> _Activity_
Work through the entries below line by line and give the number of lines with the string "PartialEq", nothing else.

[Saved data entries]
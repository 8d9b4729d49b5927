//! Defines a small set of `parent` facts and derives `grandparent` from
//! them, printing every solution the engine finds.

use weft::*;

fn main() {
    tracing_subscriber::fmt::init();

    let mut parents = Program::new();
    parents.define_facts(
        "parent",
        vec![
            vec![Term::sym("a"), Term::sym("b")],
            vec![Term::sym("b"), Term::sym("c")],
            vec![Term::sym("b"), Term::sym("d")],
        ],
    );

    let g = Term::var(Some("G"));
    let c = Term::var(Some("C"));
    let m = Term::var(None);

    let (g1, m1, m2, c1) = (g.clone(), m.clone(), m.clone(), c.clone());
    let parents2 = parents.clone();
    let grandparent = and(vec![
        Box::new(move || parents.call("parent", &[g1.clone(), m1.clone()])),
        Box::new(move || parents2.call("parent", &[m2.clone(), c1.clone()])),
    ]);

    for solution in run_all(grandparent, &[("G", g), ("C", c)]).expect("no type errors here") {
        println!("{}", describe(&solution));
    }
}

fn describe(snapshot: &Snapshot) -> String {
    snapshot
        .iter()
        .map(|(name, value)| format!("{name} = {value}"))
        .collect::<Vec<_>>()
        .join(", ")
}
use crate::primitives::pure;
use crate::stream::{Fault, Goal, GoalThunk, Solved, Stream};
use weft_unify::Bindings;

/// Forms the Cartesian product of `thunks` in left-to-right order: for
/// each solution of the first goal, every solution of the second is
/// enumerated, and so on recursively. A solution is yielded only when
/// every goal has yielded and the cumulative bindings are consistent
/// (which they are by construction, since each later goal is pulled
/// against the store left exactly as the earlier goals' bindings set
/// it).
///
/// `thunks[0]` is constructed eagerly on first `pull`; `thunks[i]` for
/// `i >= 1` is constructed only once control actually reaches it, i.e.
/// after `thunks[i - 1]`'s current stream has yielded -- this is what
/// lets later goals reference variables bound by earlier ones.
pub fn and(thunks: Vec<GoalThunk>) -> Goal {
    if thunks.is_empty() {
        // The empty conjunction is vacuously true.
        return pure(true);
    }
    Box::new(AndStream {
        thunks,
        stack: Vec::new(),
        done: false,
    })
}

struct AndStream {
    thunks: Vec<GoalThunk>,
    /// Live sub-streams, one per goal currently "open" -- `stack[i]` was
    /// constructed from `thunks[i]` once `thunks[i - 1]` (or nothing, for
    /// `i == 0`) had already yielded. The stack's length is always the
    /// depth we are currently searching at, `stack.len() - 1`.
    stack: Vec<Goal>,
    done: bool,
}

impl Stream for AndStream {
    fn pull(&mut self, bindings: &mut Bindings) -> Result<Solved, Fault> {
        if self.done {
            return Ok(Solved::Done);
        }
        if self.stack.is_empty() {
            self.stack.push((self.thunks[0])());
        }
        loop {
            let depth = self.stack.len() - 1;
            match self.stack[depth].pull(bindings) {
                Ok(Solved::Yielded) => {
                    if depth + 1 == self.thunks.len() {
                        // Every conjunct has a solution; this is one
                        // full answer for the conjunction.
                        tracing::trace!(depth, "and: full conjunction yielded");
                        return Ok(Solved::Yielded);
                    }
                    // This goal's bindings are now in the store; build
                    // the next conjunct against them.
                    tracing::trace!(depth, "and: descending into next conjunct");
                    self.stack.push((self.thunks[depth + 1])());
                }
                Ok(Solved::Done) => {
                    // This sub-stream already restored its own bindings
                    // (the exhaustion rule). Backtrack to the previous
                    // conjunct and ask it for its next solution.
                    tracing::trace!(depth, "and: conjunct exhausted, backtracking");
                    self.stack.pop();
                    if self.stack.is_empty() {
                        self.done = true;
                        return Ok(Solved::Done);
                    }
                }
                Err(fault) => {
                    self.close(bindings);
                    return Err(fault);
                }
            }
        }
    }

    fn close(&mut self, bindings: &mut Bindings) {
        // Close innermost first, then walk outward -- each sub-stream
        // rolls back only its own mark, so closing in this order always
        // leaves the store correctly restored regardless of how deep the
        // search had gotten.
        while let Some(mut g) = self.stack.pop() {
            g.close(bindings);
        }
        self.done = true;
    }
}

/// Yields every solution of `thunks[0]`, then every solution of
/// `thunks[1]`, and so on. Each goal is constructed only once control
/// reaches it; between branches the store is at the combinator's
/// creation-time state, since the previous branch has either exhausted
/// (and self-restored) or been closed.
pub fn or(thunks: Vec<GoalThunk>) -> Goal {
    Box::new(OrStream {
        thunks,
        index: 0,
        current: None,
    })
}

struct OrStream {
    thunks: Vec<GoalThunk>,
    index: usize,
    current: Option<Goal>,
}

impl Stream for OrStream {
    fn pull(&mut self, bindings: &mut Bindings) -> Result<Solved, Fault> {
        loop {
            if self.current.is_none() {
                if self.index >= self.thunks.len() {
                    return Ok(Solved::Done);
                }
                tracing::trace!(branch = self.index, "or: entering branch");
                self.current = Some((self.thunks[self.index])());
                self.index += 1;
            }
            let branch = self.current.as_mut().expect("just constructed above");
            match branch.pull(bindings) {
                Ok(Solved::Yielded) => return Ok(Solved::Yielded),
                Ok(Solved::Done) => {
                    self.current = None;
                }
                Err(fault) => {
                    self.close(bindings);
                    return Err(fault);
                }
            }
        }
    }

    fn close(&mut self, bindings: &mut Bindings) {
        if let Some(mut branch) = self.current.take() {
            branch.close(bindings);
        }
        self.index = self.thunks.len();
    }
}
use std::fmt;
use weft_unify::Bindings;

/// The result of one `pull` on a [`Stream`].
#[derive(Debug, PartialEq, Eq)]
pub enum Solved {
    /// One solution was found; the binding store currently reflects it.
    /// The caller may inspect bindings until the next `pull` or `close`.
    Yielded,
    /// The stream is exhausted. By the exhaustion rule, the store has
    /// already been restored to its creation-time state -- this is
    /// equivalent to an implicit `close`.
    Done,
}

/// A fatal fault raised from inside a stream's `pull`, as opposed to an
/// ordinary logical failure (which is just `Done`).
///
/// Kept dependency-free of `thiserror` here since only the driver layer
/// (`weft-solve`) needs a richly-derived error type; built-ins in this
/// crate only ever need to name what shape they expected and what they
/// actually walked to.
#[derive(Debug, Clone, PartialEq, Eq)]
pub struct Fault {
    pub expected: &'static str,
    pub found: String,
}

impl fmt::Display for Fault {
    fn fmt(&self, f: &mut fmt::Formatter<'_>) -> fmt::Result {
        write!(f, "expected {}, found {}", self.expected, self.found)
    }
}

impl std::error::Error for Fault {}

/// A pull-based, resumable producer of solutions.
///
/// Implementations must uphold the stream contract: `close` restores the
/// binding store to exactly its state at stream creation and is
/// idempotent; between a `Yielded` return and the next `pull`, the
/// stream undoes the bindings it made for that solution before searching
/// for the next one; `Done` implies the store was already restored. A
/// violation of this contract by a host-written predicate corrupts
/// search for every ancestor combinator, which is why `weft-unify`
/// exposes `Bindings::assert_balanced` for combinators to check
/// themselves against in debug builds.
///
/// A built-in that receives a term of the wrong shape (e.g. a
/// comparison over a non-number) returns `Err(Fault)` instead of
/// `Ok(Solved::Done)` -- this is the one case where failure is *not*
/// recovered by backtracking. Combinators must propagate a `Fault`
/// outward after closing whatever sub-streams they still hold open, so
/// the store is left empty by the time the fault reaches the driver.
pub trait Stream {
    /// Advances the search by one step, returning whether a solution was
    /// found, or a fatal fault.
    fn pull(&mut self, bindings: &mut Bindings) -> Result<Solved, Fault>;

    /// Declares that no further `pull` calls will be made. Must restore
    /// the store to its creation-time state. Must be safe to call more
    /// than once.
    fn close(&mut self, bindings: &mut Bindings);
}

/// A boxed, type-erased goal. Goals are always heap-allocated trait
/// objects rather than a monomorphized generic tree: `and`/`or` accept a
/// dynamic number of heterogeneous goals (built-ins, user relations, and
/// nested combinators all mixed together), which only a trait object (or
/// an enum covering every possible goal shape) can express without
/// forcing every goal-producing function in the crate to be generic over
/// its caller's combinator tree shape.
pub type Goal = Box<dyn Stream>;

/// A deferred goal construction.
///
/// `AND`'s non-first conjuncts and every one of `OR`'s disjuncts must be
/// supplied this way rather than as a prebuilt `Goal`, because
/// constructing the underlying stream may need to observe bindings
/// established earlier in the search -- a thunk lets the combinator
/// defer that construction to exactly the moment control reaches it.
pub type GoalThunk = Box<dyn Fn() -> Goal>;
use crate::value::Value;
use crate::var::Var;
use std::fmt;
use std::sync::Arc;

/// A term: an atomic host value, a logic variable, or a finite ordered
/// sequence of sub-terms.
///
/// `Seq` is backed by `Arc<[Term]>` rather than `Vec<Term>` so that
/// cloning a compound term during unification or when a stream forks a
/// branch is O(1).
#[derive(Clone, PartialEq, Eq, Hash)]
pub enum Term {
    Atom(Value),
    Var(Var),
    Seq(Arc<[Term]>),
}

impl Term {
    pub fn atom(v: impl Into<Value>) -> Self {
        Term::Atom(v.into())
    }

    pub fn sym(name: &str) -> Self {
        Term::Atom(Value::sym(name))
    }

    /// Builds a fresh, unbound logic variable term. This is the `make_var`
    /// operation of the external interface.
    pub fn var(name: Option<&str>) -> Self {
        Term::Var(Var::fresh(name))
    }

    /// Builds a sequence term out of any ordered collection of terms,
    /// including nested sequences and variables.
    pub fn seq<I: IntoIterator<Item = Term>>(items: I) -> Self {
        Term::Seq(items.into_iter().collect())
    }

    pub fn nil() -> Self {
        Term::Seq(Arc::from([]))
    }

    pub fn as_var(&self) -> Option<&Var> {
        match self {
            Term::Var(v) => Some(v),
            _ => None,
        }
    }

    pub fn as_seq(&self) -> Option<&[Term]> {
        match self {
            Term::Seq(items) => Some(items),
            _ => None,
        }
    }

    pub fn as_int(&self) -> Option<i64> {
        match self {
            Term::Atom(v) => v.as_int(),
            _ => None,
        }
    }
}

impl fmt::Debug for Term {
    fn fmt(&self, f: &mut fmt::Formatter<'_>) -> fmt::Result {
        match self {
            Term::Atom(v) => write!(f, "{v:?}"),
            Term::Var(v) => write!(f, "{v:?}"),
            Term::Seq(items) => {
                write!(f, "[")?;
                for (i, item) in items.iter().enumerate() {
                    if i > 0 {
                        write!(f, ", ")?;
                    }
                    write!(f, "{item:?}")?;
                }
                write!(f, "]")
            }
        }
    }
}

/// A store-independent rendering: an unbound variable prints as its
/// name or handle, never as whatever it might eventually be bound to.
/// Host code that wants a term's *current* binding rendered should walk
/// it against a `Bindings` first and print the result.
impl fmt::Display for Term {
    fn fmt(&self, f: &mut fmt::Formatter<'_>) -> fmt::Result {
        fmt::Debug::fmt(self, f)
    }
}

impl From<i64> for Term {
    fn from(n: i64) -> Self {
        Term::atom(n)
    }
}

impl From<&str> for Term {
    fn from(s: &str) -> Self {
        Term::atom(s)
    }
}

#[cfg(test)]
mod tests {
    use super::*;

    #[test]
    fn variable_identity_ignores_name() {
        let a = Var::fresh(Some("X"));
        let b = Var::fresh(Some("X"));
        assert_ne!(a, b, "two fresh variables with the same name are distinct");
    }

    #[test]
    fn seq_clone_is_structural_eq() {
        let a = Term::seq([Term::from(1), Term::from(2)]);
        let b = Term::seq([Term::from(1), Term::from(2)]);
        assert_eq!(a, b);
    }

    #[test]
    fn debug_renders_list_like_sequences() {
        let t = Term::seq([Term::from(1), Term::sym("x")]);
        assert_eq!(format!("{t:?}"), "[1, x]");
    }
}
use crate::store::Bindings;
use weft_ir::{Term, VarId};

/// Structurally unifies `a` and `b` under `bindings`, walking both sides
/// first.
///
/// On success, any bindings made are left in `bindings` (appended to the
/// trail); the caller is responsible for rolling back to a mark taken
/// before the call if it wants to discard a failed or abandoned attempt.
/// On the *first* failing sub-term, `unify` stops immediately without
/// attempting to undo the bindings it already made along the way --
/// that is the surrounding stream combinator's job, since only the
/// combinator knows the mark to roll back to.
pub fn unify(bindings: &mut Bindings, a: &Term, b: &Term) -> bool {
    let a = bindings.walk(a);
    let b = bindings.walk(b);

    match (&a, &b) {
        (Term::Var(va), Term::Var(vb)) if va.id() == vb.id() => true,

        (Term::Var(va), _) => bind_var(bindings, va.id(), b.clone()),
        (_, Term::Var(vb)) => bind_var(bindings, vb.id(), a.clone()),

        (Term::Atom(x), Term::Atom(y)) => x == y,

        (Term::Seq(xs), Term::Seq(ys)) => {
            if xs.len() != ys.len() {
                return false;
            }
            xs.iter().zip(ys.iter()).all(|(x, y)| unify(bindings, x, y))
        }

        _ => false,
    }
}

/// Binds `var` to `term`, enforcing the occurs policy: a compound target
/// is rejected if `var` appears anywhere inside it after walking.
/// Variable-to-variable aliasing is exempt, since it can never construct
/// a cycle -- it always links to an unbound representative.
fn bind_var(bindings: &mut Bindings, var: VarId, term: Term) -> bool {
    if let Term::Seq(_) = &term {
        if occurs_in(bindings, var, &term) {
            return false;
        }
    }
    bindings.bind(var, term);
    true
}

/// True if `var` appears anywhere within `term`, after walking `term`'s
/// sub-terms against `bindings`. Used by the unifier's occurs check and,
/// separately, by `weft-engine`'s builtins that need the same recursive
/// walk shape (e.g. validating that a generated term is acyclic before
/// reporting it).
pub fn occurs_in(bindings: &Bindings, var: VarId, term: &Term) -> bool {
    match bindings.walk(term) {
        Term::Var(v) => v.id() == var,
        Term::Atom(_) => false,
        Term::Seq(items) => items.iter().any(|t| occurs_in(bindings, var, t)),
    }
}

#[cfg(test)]
mod tests {
    use super::*;

    #[test]
    fn unify_same_variable_binds_nothing() {
        let mut b = Bindings::new();
        let x = Term::var(Some("X"));
        let m = b.mark();
        assert!(unify(&mut b, &x, &x));
        assert_eq!(b.mark(), m, "aliasing a variable with itself must not bind");
    }

    #[test]
    fn unify_binds_unbound_variable() {
        let mut b = Bindings::new();
        let x = Term::var(Some("X"));
        assert!(unify(&mut b, &x, &Term::from(7)));
        assert_eq!(b.walk(&x), Term::from(7));
    }

    #[test]
    fn unify_is_symmetric() {
        let mut b1 = Bindings::new();
        let x = Term::var(Some("X"));
        assert!(unify(&mut b1, &x, &Term::from(9)));

        let mut b2 = Bindings::new();
        let x2 = Term::var(Some("X"));
        assert!(unify(&mut b2, &Term::from(9), &x2));

        assert_eq!(b1.walk(&x), b2.walk(&x2));
    }

    #[test]
    fn unify_sequences_elementwise() {
        let mut b = Bindings::new();
        let x = Term::var(Some("X"));
        let a = Term::seq([Term::from(1), x.clone()]);
        let c = Term::seq([Term::from(1), Term::from(2)]);
        assert!(unify(&mut b, &a, &c));
        assert_eq!(b.walk(&x), Term::from(2));
    }

    #[test]
    fn unify_rejects_mismatched_lengths() {
        let mut b = Bindings::new();
        let a = Term::seq([Term::from(1), Term::from(2)]);
        let c = Term::seq([Term::from(1), Term::from(2), Term::from(3)]);
        assert!(!unify(&mut b, &a, &c));
    }

    #[test]
    fn occurs_check_rejects_infinite_term() {
        let mut b = Bindings::new();
        let x = Term::var(Some("X"));
        let cyclic = Term::seq([x.clone(), Term::from(1)]);
        assert!(!unify(&mut b, &x, &cyclic));
        assert!(!b.is_bound(x.as_var().unwrap().id()));
    }

    #[test]
    fn var_to_var_aliasing_needs_no_occurs_check() {
        let mut b = Bindings::new();
        let x = Term::var(Some("X"));
        let y = Term::var(Some("Y"));
        assert!(unify(&mut b, &x, &y));
    }
}
#[derive(Debug, Clone, Copy, PartialEq, Eq, Hash)]
pub enum InputAction {
    MoveUp,
    MoveDown,
    MoveLeft,
    MoveRight,
    Quit,
}

const ACTION_COUNT: usize = 5;

#[derive(Debug, Clone, Copy, Default)]
pub(crate) struct ActionStates {
    down: [bool; ACTION_COUNT],
}

impl ActionStates {
    pub(crate) fn set(&mut self, action: InputAction, is_down: bool) {
        self.down[action.index()] = is_down;
    }

    pub(crate) fn is_down(&self, action: InputAction) -> bool {
        self.down[action.index()]
    }
}

impl InputAction {
    const fn index(self) -> usize {
        match self {
            InputAction::MoveUp => 0,
            InputAction::MoveDown => 1,
            InputAction::MoveLeft => 2,
            InputAction::MoveRight => 3,
            InputAction::Quit => 4,
        }
    }
}
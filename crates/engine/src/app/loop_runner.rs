use std::sync::Arc;
use std::thread;
use std::time::{Duration, Instant};

use pixels::Error as PixelsError;
use thiserror::Error;
use tracing::{debug, info, warn};
use winit::dpi::LogicalSize;
use winit::error::{EventLoopError, OsError};
use winit::event::{ElementState, Event, WindowEvent};
use winit::event_loop::{ControlFlow, EventLoop};
use winit::keyboard::{KeyCode, PhysicalKey};
use winit::window::WindowBuilder;

use crate::StartupError;

use super::metrics::MetricsAccumulator;
use super::{DrawList, InputAction, InputSnapshot, Renderer, Scene, SceneCommand};

#[derive(Debug, Clone)]
pub struct LoopConfig {
    pub window_title: String,
    pub window_width: u32,
    pub window_height: u32,
    pub target_tps: u32,
    pub max_frame_delta: Duration,
    pub max_ticks_per_frame: u32,
    pub metrics_log_interval: Duration,
    pub max_render_fps: Option<u32>,
}

impl Default for LoopConfig {
    fn default() -> Self {
        Self {
            window_title: "Skulk".to_string(),
            window_width: 1280,
            window_height: 720,
            target_tps: 60,
            max_frame_delta: Duration::from_millis(250),
            max_ticks_per_frame: 5,
            metrics_log_interval: Duration::from_secs(1),
            max_render_fps: None,
        }
    }
}

#[derive(Debug, Error)]
pub enum AppError {
    #[error(transparent)]
    Startup(#[from] StartupError),
    #[error("failed to create event loop: {0}")]
    CreateEventLoop(#[source] EventLoopError),
    #[error("failed to create application window: {0}")]
    CreateWindow(#[source] OsError),
    #[error("failed to initialize renderer: {0}")]
    CreateRenderer(#[source] PixelsError),
    #[error("event loop failed: {0}")]
    EventLoopRun(#[source] EventLoopError),
}

pub fn run_app(
    config: LoopConfig,
    mut scene: Box<dyn Scene>,
    asset_root: std::path::PathBuf,
) -> Result<(), AppError> {
    let event_loop = EventLoop::new().map_err(AppError::CreateEventLoop)?;
    let window = Arc::new(
        WindowBuilder::new()
            .with_title(config.window_title.clone())
            .with_inner_size(LogicalSize::new(
                config.window_width as f64,
                config.window_height as f64,
            ))
            .build(&event_loop)
            .map_err(AppError::CreateWindow)?,
    );
    let mut renderer =
        Renderer::new(Arc::clone(&window), asset_root).map_err(AppError::CreateRenderer)?;

    event_loop.set_control_flow(ControlFlow::Poll);

    let target_tps = config.target_tps.max(1);
    let max_frame_delta =
        normalize_non_zero_duration(config.max_frame_delta, Duration::from_millis(250));
    let max_ticks_per_frame = config.max_ticks_per_frame.max(1);
    let metrics_log_interval =
        normalize_non_zero_duration(config.metrics_log_interval, Duration::from_secs(1));
    let fixed_dt = Duration::from_secs_f64(1.0 / target_tps as f64);
    let fixed_dt_seconds = fixed_dt.as_secs_f32();
    let render_frame_target = target_frame_duration(config.max_render_fps);
    let mut input_collector = InputCollector::new(config.window_width, config.window_height);

    scene.load();
    info!(target_tps, max_ticks_per_frame, "loop_config");

    let mut accumulator = Duration::ZERO;
    let mut last_frame_instant = Instant::now();
    let mut last_present_instant = Instant::now();
    let mut metrics_accumulator = MetricsAccumulator::new(metrics_log_interval);
    let mut last_applied_title: Option<String> = None;
    let mut last_phase_label: &'static str = "";
    let mut draw_list = DrawList::default();
    let window_for_loop = Arc::clone(&window);

    event_loop
        .run(move |event, window_target| match event {
            Event::WindowEvent { window_id, event } if window_id == window_for_loop.id() => {
                match event {
                    WindowEvent::CloseRequested => {
                        info!(reason = "window_close", "shutdown_requested");
                        window_target.exit();
                    }
                    WindowEvent::Resized(new_size) => {
                        input_collector.set_window_size(new_size.width, new_size.height);
                        if let Err(error) = renderer.resize(new_size.width, new_size.height) {
                            warn!(error = %error, "renderer_resize_failed");
                            window_target.exit();
                        }
                    }
                    WindowEvent::ScaleFactorChanged { .. } => {
                        let size = window_for_loop.inner_size();
                        input_collector.set_window_size(size.width, size.height);
                        if let Err(error) = renderer.resize(size.width, size.height) {
                            warn!(error = %error, "renderer_resize_failed");
                            window_target.exit();
                        }
                    }
                    WindowEvent::KeyboardInput { event, .. } => {
                        input_collector.handle_keyboard_input(&event);
                        if input_collector.quit_requested {
                            info!(reason = "escape_key", "shutdown_requested");
                            window_target.exit();
                        }
                    }
                    WindowEvent::RedrawRequested => {
                        let now = Instant::now();
                        let raw_frame_dt = now.saturating_duration_since(last_frame_instant);
                        last_frame_instant = now;

                        let clamped_frame_dt = clamp_frame_delta(raw_frame_dt, max_frame_delta);
                        accumulator = accumulator.saturating_add(clamped_frame_dt);

                        let step_plan = plan_sim_steps(accumulator, fixed_dt, max_ticks_per_frame);
                        for _ in 0..step_plan.ticks_to_run {
                            let input_snapshot = input_collector.snapshot_for_tick();
                            let command = scene.update(fixed_dt_seconds, &input_snapshot);
                            for sound in scene.drain_sound_events() {
                                debug!(sound = sound.token(), "sound_event");
                            }
                            if matches!(command, SceneCommand::Quit) {
                                info!(reason = "scene_command", "shutdown_requested");
                                window_target.exit();
                            }
                            metrics_accumulator.record_tick();
                        }
                        accumulator = step_plan.remaining_accumulator;

                        if step_plan.dropped_backlog > Duration::ZERO {
                            warn!(
                                dropped_backlog_ms = step_plan.dropped_backlog.as_millis() as u64,
                                max_ticks_per_frame, "sim_clamp_triggered"
                            );
                        }

                        let hud = scene.hud_snapshot();
                        if hud.phase_label != last_phase_label {
                            info!(
                                phase = hud.phase_label,
                                detections = hud.detections,
                                "phase_changed"
                            );
                            last_phase_label = hud.phase_label;
                        }
                        if let Some(note) = &hud.note {
                            info!(note = %note, "hud_note");
                        }

                        // Single FPS-cap sleep point for render pacing.
                        let elapsed_since_last_present =
                            Instant::now().saturating_duration_since(last_present_instant);
                        let cap_sleep =
                            compute_cap_sleep(elapsed_since_last_present, render_frame_target);
                        if cap_sleep > Duration::ZERO {
                            thread::sleep(cap_sleep);
                        }

                        draw_list.clear();
                        scene.render(&mut draw_list);
                        let camera = scene.camera();
                        if let Err(error) = renderer.render_frame(&camera, &draw_list, &hud) {
                            warn!(error = %error, "renderer_draw_failed");
                            window_target.exit();
                        }
                        last_present_instant = Instant::now();

                        let next_title = scene.debug_title();
                        if next_title != last_applied_title {
                            if let Some(title) = &next_title {
                                window_for_loop.set_title(title);
                            } else {
                                window_for_loop.set_title(&config.window_title);
                            }
                            last_applied_title = next_title;
                        }
                        metrics_accumulator.record_frame(raw_frame_dt);

                        if let Some(snapshot) = metrics_accumulator.maybe_snapshot(now) {
                            info!(
                                fps = snapshot.fps,
                                tps = snapshot.tps,
                                frame_time_ms = snapshot.frame_time_ms,
                                "loop_metrics"
                            );
                        }
                    }
                    _ => {}
                }
            }
            Event::AboutToWait => {
                window_for_loop.request_redraw();
            }
            Event::LoopExiting => {
                scene.unload();
                info!("shutdown");
            }
            _ => {}
        })
        .map_err(AppError::EventLoopRun)
}

#[derive(Debug, Default)]
struct InputCollector {
    quit_requested: bool,
    action_states: super::input::ActionStates,
    interact_pressed_edge: bool,
    melee_pressed_edge: bool,
    ranged_pressed_edge: bool,
    gadget_pressed_edge: bool,
    cancel_pressed_edge: bool,
    pause_pressed_edge: bool,
    save_pressed_edge: bool,
    load_pressed_edge: bool,
    window_width: u32,
    window_height: u32,
}

impl InputCollector {
    fn new(window_width: u32, window_height: u32) -> Self {
        Self {
            window_width,
            window_height,
            ..Self::default()
        }
    }

    fn set_window_size(&mut self, width: u32, height: u32) {
        self.window_width = width;
        self.window_height = height;
    }

    fn handle_keyboard_input(&mut self, event: &winit::event::KeyEvent) {
        let PhysicalKey::Code(key_code) = event.physical_key else {
            return;
        };
        let is_down = event.state == ElementState::Pressed;
        let pressed_edge = is_down && !event.repeat;

        match key_code {
            KeyCode::KeyW | KeyCode::ArrowUp => {
                self.action_states.set(InputAction::MoveUp, is_down);
            }
            KeyCode::KeyS | KeyCode::ArrowDown => {
                self.action_states.set(InputAction::MoveDown, is_down);
            }
            KeyCode::KeyA | KeyCode::ArrowLeft => {
                self.action_states.set(InputAction::MoveLeft, is_down);
            }
            KeyCode::KeyD | KeyCode::ArrowRight => {
                self.action_states.set(InputAction::MoveRight, is_down);
            }
            KeyCode::KeyE => {
                if pressed_edge {
                    self.interact_pressed_edge = true;
                }
            }
            KeyCode::KeyJ => {
                if pressed_edge {
                    self.melee_pressed_edge = true;
                }
            }
            KeyCode::KeyK => {
                if pressed_edge {
                    self.ranged_pressed_edge = true;
                }
            }
            KeyCode::KeyG => {
                if pressed_edge {
                    self.gadget_pressed_edge = true;
                }
            }
            KeyCode::KeyC => {
                if pressed_edge {
                    self.cancel_pressed_edge = true;
                }
            }
            KeyCode::KeyP => {
                if pressed_edge {
                    self.pause_pressed_edge = true;
                }
            }
            KeyCode::F5 => {
                if pressed_edge {
                    self.save_pressed_edge = true;
                }
            }
            KeyCode::F9 => {
                if pressed_edge {
                    self.load_pressed_edge = true;
                }
            }
            KeyCode::Escape => {
                self.action_states.set(InputAction::Quit, is_down);
                if pressed_edge {
                    self.quit_requested = true;
                }
            }
            _ => {}
        }
    }

    fn snapshot_for_tick(&mut self) -> InputSnapshot {
        let snapshot = InputSnapshot::new(
            self.quit_requested,
            self.action_states,
            self.interact_pressed_edge,
            self.melee_pressed_edge,
            self.ranged_pressed_edge,
            self.gadget_pressed_edge,
            self.cancel_pressed_edge,
            self.pause_pressed_edge,
            self.save_pressed_edge,
            self.load_pressed_edge,
            self.window_width,
            self.window_height,
        );
        self.interact_pressed_edge = false;
        self.melee_pressed_edge = false;
        self.ranged_pressed_edge = false;
        self.gadget_pressed_edge = false;
        self.cancel_pressed_edge = false;
        self.pause_pressed_edge = false;
        self.save_pressed_edge = false;
        self.load_pressed_edge = false;
        snapshot
    }
}

#[derive(Debug, Clone, Copy, PartialEq, Eq)]
struct StepPlan {
    ticks_to_run: u32,
    remaining_accumulator: Duration,
    dropped_backlog: Duration,
}

fn plan_sim_steps(accumulator: Duration, fixed_dt: Duration, max_ticks_per_frame: u32) -> StepPlan {
    let mut ticks = 0u32;
    let mut remaining = accumulator;
    while remaining >= fixed_dt && ticks < max_ticks_per_frame {
        remaining = remaining.saturating_sub(fixed_dt);
        ticks = ticks.saturating_add(1);
    }

    let mut dropped = Duration::ZERO;
    if remaining >= fixed_dt {
        // Backlog beyond the tick budget is discarded, not simulated.
        while remaining >= fixed_dt {
            remaining = remaining.saturating_sub(fixed_dt);
            dropped = dropped.saturating_add(fixed_dt);
        }
    }

    StepPlan {
        ticks_to_run: ticks,
        remaining_accumulator: remaining,
        dropped_backlog: dropped,
    }
}

fn clamp_frame_delta(raw: Duration, max_frame_delta: Duration) -> Duration {
    raw.min(max_frame_delta)
}

fn normalize_non_zero_duration(value: Duration, fallback: Duration) -> Duration {
    if value.is_zero() {
        fallback
    } else {
        value
    }
}

fn target_frame_duration(max_render_fps: Option<u32>) -> Option<Duration> {
    max_render_fps
        .filter(|fps| *fps > 0)
        .map(|fps| Duration::from_secs_f64(1.0 / fps as f64))
}

fn compute_cap_sleep(elapsed_since_last_present: Duration, target: Option<Duration>) -> Duration {
    match target {
        Some(target) => target.saturating_sub(elapsed_since_last_present),
        None => Duration::ZERO,
    }
}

> _Response area_
5